Knowing Your Annotator: Rapidly Testing the Reliability of Affect Annotation
Published in IEEE International Conference on Affective Computing and Intelligent Interaction Workshops and Demos (ACIIW), 2023
Recommended citation: Barthet, M., Trivedi, C., Pinitas, K., Xylakis, E., Makantasis, K., Liapis, A., & Yannakakis, G. N. (2023). Knowing Your Annotator: Rapidly Testing the Reliability of Affect Annotation. In Proceedings of the 11th IEEE International Conference on Affective Computing and Intelligent Interaction Workshops and Demos (ACIIW).

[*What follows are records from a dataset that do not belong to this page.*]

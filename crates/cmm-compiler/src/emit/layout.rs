//! Storage layout: the walk between type checking and emission.
//!
//! Marks globals, gives every parameter and local its `$fp`-relative
//! offset, records per-function frame sizes, and numbers struct fields.
//! Everything here is arithmetic over the symbol arena; the layout for a
//! given program never varies.

use crate::analyze::{Resolutions, SymId, SymKind, Symbols};
use crate::ast::{Block, Decl, FnDecl, Program, Stmt, StructDecl};

/// Bytes reserved between the parameters and the locals for the saved
/// return address and control link.
const LINKAGE_BYTES: i32 = 8;

pub fn assign_offsets(program: &Program, symbols: &mut Symbols, res: &Resolutions) {
    for decl in &program.decls {
        match decl {
            Decl::Var(var) => {
                if let Some(sym) = res.decl_of(var.id) {
                    symbols.get_mut(sym).is_global = true;
                }
            }
            Decl::Struct(decl) => layout_struct(decl, symbols, res),
            Decl::Fn(decl) => layout_fn(decl, symbols, res),
        }
    }
}

/// Field offsets count up from 0 in declaration order, 4 bytes per field.
fn layout_struct(decl: &StructDecl, symbols: &mut Symbols, res: &Resolutions) {
    let Some(sym) = res.decl_of(decl.id) else {
        return;
    };
    let SymKind::StructDef { fields } = symbols.get(sym).kind else {
        return;
    };
    let field_syms: Vec<SymId> = symbols.fields(fields).values().copied().collect();
    for (i, field) in field_syms.into_iter().enumerate() {
        symbols.get_mut(field).offset = 4 * i as i32;
    }
}

fn layout_fn(decl: &FnDecl, symbols: &mut Symbols, res: &Resolutions) {
    // First parameter at 0($fp), the next at -4($fp), and so on.
    let mut nparams = 0;
    for formal in &decl.formals {
        if let Some(sym) = res.decl_of(formal.id) {
            symbols.get_mut(sym).offset = -4 * nparams;
            nparams += 1;
        }
    }
    let size_params = 4 * nparams;

    // Locals start below the linkage area and grow downward. A local's
    // offset is the lowest address of its slot, so multi-word struct
    // locals sit entirely inside the frame.
    let first_local = -(size_params + LINKAGE_BYTES);
    let mut cursor = first_local;
    layout_block(&decl.body, symbols, res, &mut cursor);
    let size_locals = first_local - cursor;

    if let Some(sym) = res.decl_of(decl.id)
        && let Some(data) = symbols.fn_data_mut(sym)
    {
        data.size_params = size_params;
        data.size_locals = size_locals;
    }
}

/// Assigns offsets to a block's vars, then recurses into nested blocks.
/// The cursor keeps descending, so locals in sibling blocks get distinct
/// slots and `size_locals` covers the whole body.
fn layout_block(block: &Block, symbols: &mut Symbols, res: &Resolutions, cursor: &mut i32) {
    for var in &block.decls {
        let Some(sym) = res.decl_of(var.id) else {
            continue;
        };
        let size = symbols.size_of(sym);
        symbols.get_mut(sym).offset = *cursor - size + 4;
        *cursor -= size;
    }
    for stmt in &block.stmts {
        match stmt {
            Stmt::If(_, body) | Stmt::While(_, body) | Stmt::Repeat(_, body) => {
                layout_block(body, symbols, res, cursor);
            }
            Stmt::IfElse(_, then_block, else_block) => {
                layout_block(then_block, symbols, res, cursor);
                layout_block(else_block, symbols, res, cursor);
            }
            _ => {}
        }
    }
}
//! Symbol entries, the arena that owns them, and the scope stack.
//!
//! Entries are arena-allocated and referenced by integer handles, so a
//! struct variable can point at its struct definition (and the definition at
//! its field table) without any ownership cycle. The scope stack itself only
//! stores handles.

use indexmap::IndexMap;

use super::types::Ty;

/// Handle of a symbol entry in [`Symbols`].
#[derive(Debug, Clone, Copy, PartialEq, Eq, Hash)]
pub struct SymId(u32);

impl SymId {
    pub fn index(self) -> usize {
        self.0 as usize
    }
}

/// Handle of a struct field table in [`Symbols`].
#[derive(Debug, Clone, Copy, PartialEq, Eq, Hash)]
pub struct FieldsId(u32);

impl FieldsId {
    pub fn index(self) -> usize {
        self.0 as usize
    }
}

/// Structural failures of the scope stack.
///
/// These are compiler invariants, not user errors: a leak past the analysis
/// passes terminates the driver with a non-zero exit, it is never printed as
/// a source diagnostic.
#[derive(Debug, Clone, PartialEq, Eq, thiserror::Error)]
pub enum ScopeError {
    #[error("symbol table has no open scope")]
    EmptyScope,
    #[error("`{0}` is already declared in this scope")]
    Duplicate(String),
    #[error("symbol table given an empty name")]
    IllegalArgument,
}

/// One declared name. The core (`ty`, `offset`, `is_global`) is shared by
/// every kind; the payload carries what only that kind needs.
#[derive(Debug, Clone)]
pub struct Symbol {
    pub name: String,
    pub ty: Ty,
    /// Frame offset from `$fp`, assigned by storage layout. Unused for
    /// globals, functions, and struct definitions.
    pub offset: i32,
    pub is_global: bool,
    pub kind: SymKind,
}

#[derive(Debug, Clone)]
pub enum SymKind {
    /// Scalar `int` or `bool` variable.
    Var,
    Fn(FnData),
    /// A variable of some struct type; `def` is its struct definition.
    StructVar { def: SymId },
    /// A struct type declaration; owns its single-frame field table.
    StructDef { fields: FieldsId },
}

#[derive(Debug, Clone)]
pub struct FnData {
    pub ret: Ty,
    pub params: Vec<Ty>,
    /// 4 bytes per parameter, filled by storage layout.
    pub size_params: i32,
    /// Total bytes of locals, including vars in nested blocks.
    pub size_locals: i32,
}

impl Symbol {
    pub fn var(name: impl Into<String>, ty: Ty) -> Self {
        Self {
            name: name.into(),
            ty,
            offset: 0,
            is_global: false,
            kind: SymKind::Var,
        }
    }

    pub fn function(name: impl Into<String>, ret: Ty) -> Self {
        Self {
            name: name.into(),
            ty: Ty::Fn,
            offset: 0,
            is_global: false,
            kind: SymKind::Fn(FnData {
                ret,
                params: Vec::new(),
                size_params: 0,
                size_locals: 0,
            }),
        }
    }

    pub fn struct_var(name: impl Into<String>, struct_name: &str, def: SymId) -> Self {
        Self {
            name: name.into(),
            ty: Ty::Struct(struct_name.to_string()),
            offset: 0,
            is_global: false,
            kind: SymKind::StructVar { def },
        }
    }

    pub fn struct_def(name: impl Into<String>, fields: FieldsId) -> Self {
        let name = name.into();
        Self {
            ty: Ty::StructDef(name.clone()),
            name,
            offset: 0,
            is_global: false,
            kind: SymKind::StructDef { fields },
        }
    }
}

/// Field tables map field name to entry, in declaration order (offsets are
/// assigned in iteration order, so the order matters).
pub type FieldTable = IndexMap<String, SymId>;

/// Arena of symbol entries and struct field tables.
#[derive(Debug, Clone, Default)]
pub struct Symbols {
    entries: Vec<Symbol>,
    field_tables: Vec<FieldTable>,
}

impl Symbols {
    pub fn new() -> Self {
        Self::default()
    }

    pub fn alloc(&mut self, symbol: Symbol) -> SymId {
        let id = SymId(self.entries.len() as u32);
        self.entries.push(symbol);
        id
    }

    pub fn alloc_fields(&mut self, table: FieldTable) -> FieldsId {
        let id = FieldsId(self.field_tables.len() as u32);
        self.field_tables.push(table);
        id
    }

    pub fn get(&self, id: SymId) -> &Symbol {
        &self.entries[id.index()]
    }

    pub fn get_mut(&mut self, id: SymId) -> &mut Symbol {
        &mut self.entries[id.index()]
    }

    pub fn fields(&self, id: FieldsId) -> &FieldTable {
        &self.field_tables[id.index()]
    }

    pub fn lookup_field(&self, id: FieldsId, name: &str) -> Option<SymId> {
        self.field_tables[id.index()].get(name).copied()
    }

    pub fn fn_data(&self, id: SymId) -> Option<&FnData> {
        match &self.get(id).kind {
            SymKind::Fn(data) => Some(data),
            _ => None,
        }
    }

    pub fn fn_data_mut(&mut self, id: SymId) -> Option<&mut FnData> {
        match &mut self.get_mut(id).kind {
            SymKind::Fn(data) => Some(data),
            _ => None,
        }
    }

    /// Field table of a struct variable's definition.
    pub fn fields_of_var(&self, id: SymId) -> Option<FieldsId> {
        match self.get(id).kind {
            SymKind::StructVar { def } => match self.get(def).kind {
                SymKind::StructDef { fields } => Some(fields),
                _ => None,
            },
            _ => None,
        }
    }

    /// Storage size in bytes: 4 per scalar, 4 per field for struct vars.
    pub fn size_of(&self, id: SymId) -> i32 {
        match self.fields_of_var(id) {
            Some(fields) => 4 * self.fields(fields).len() as i32,
            None => 4,
        }
    }
}

/// Stack of lexical scopes mapping names to entry handles. The innermost
/// scope is the last frame. A fresh table has *no* frame: every operation
/// below requires at least one, and fails `EmptyScope` otherwise.
#[derive(Debug, Clone, Default)]
pub struct SymbolTable {
    frames: Vec<IndexMap<String, SymId>>,
}

impl SymbolTable {
    pub fn new() -> Self {
        Self::default()
    }

    pub fn add_scope(&mut self) {
        self.frames.push(IndexMap::new());
    }

    pub fn remove_scope(&mut self) -> Result<(), ScopeError> {
        self.frames.pop().map(|_| ()).ok_or(ScopeError::EmptyScope)
    }

    pub fn add_decl(&mut self, name: &str, entry: SymId) -> Result<(), ScopeError> {
        if name.is_empty() {
            return Err(ScopeError::IllegalArgument);
        }
        let frame = self.frames.last_mut().ok_or(ScopeError::EmptyScope)?;
        if frame.contains_key(name) {
            return Err(ScopeError::Duplicate(name.to_string()));
        }
        frame.insert(name.to_string(), entry);
        Ok(())
    }

    /// Search only the innermost frame.
    pub fn lookup_local(&self, name: &str) -> Result<Option<SymId>, ScopeError> {
        let frame = self.frames.last().ok_or(ScopeError::EmptyScope)?;
        Ok(frame.get(name).copied())
    }

    /// Search all frames, innermost first.
    pub fn lookup_global(&self, name: &str) -> Result<Option<SymId>, ScopeError> {
        if self.frames.is_empty() {
            return Err(ScopeError::EmptyScope);
        }
        for frame in self.frames.iter().rev() {
            if let Some(id) = frame.get(name) {
                return Ok(Some(*id));
            }
        }
        Ok(None)
    }

    pub fn depth(&self) -> usize {
        self.frames.len()
    }

    /// Deterministic human-readable dump, innermost frame first.
    pub fn dump(&self, symbols: &Symbols) -> String {
        let mut out = String::new();
        for (level, frame) in self.frames.iter().rev().enumerate() {
            out.push_str(&format!("scope {level}\n"));
            for (name, &id) in frame {
                let sym = symbols.get(id);
                match &sym.kind {
                    SymKind::Fn(data) => {
                        let params: Vec<String> =
                            data.params.iter().map(|t| t.to_string()).collect();
                        out.push_str(&format!(
                            "    {name}: {}->{}\n",
                            params.join(","),
                            data.ret
                        ));
                    }
                    SymKind::StructDef { fields } => {
                        out.push_str(&format!("    {name}: struct\n"));
                        for (field, &fid) in symbols.fields(*fields) {
                            out.push_str(&format!(
                                "        {field}: {}\n",
                                symbols.get(fid).ty
                            ));
                        }
                    }
                    SymKind::Var | SymKind::StructVar { .. } => {
                        out.push_str(&format!("    {name}: {}\n", sym.ty));
                    }
                }
            }
        }
        out
    }
}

The laborious and costly nature of affect annotation is a key detrimental factor for obtaining large scale corpora with valid and reliable affect labels. Motivated by the lack of tools that can effectively determine an annotator’s reliability, this paper proposes general quality assurance (QA) tests for real-time continuous annotation tasks. Assuming that the annotation tasks rely on stimuli with audiovisual components, such as videos, we propose and evaluate two QA tests: a visual and an auditory QA test. We validate the QA tool across 20 annotators that are asked to go through the test followed by a lengthy task of annotating the engagement of gameplay videos. Our findings suggest that the proposed QA tool reveals, unsurprisingly, that trained annotators are more reliable than the best of untrained crowdworkers we could employ. Importantly, the QA tool introduced can predict effectively the reliability of an affect annotator with 80% accuracy, thereby, saving on resources, effort and cost, and maximizing the reliability of labels solicited in affective corpora. The introduced QA tool is available and accessible through the PAGAN annotation platform.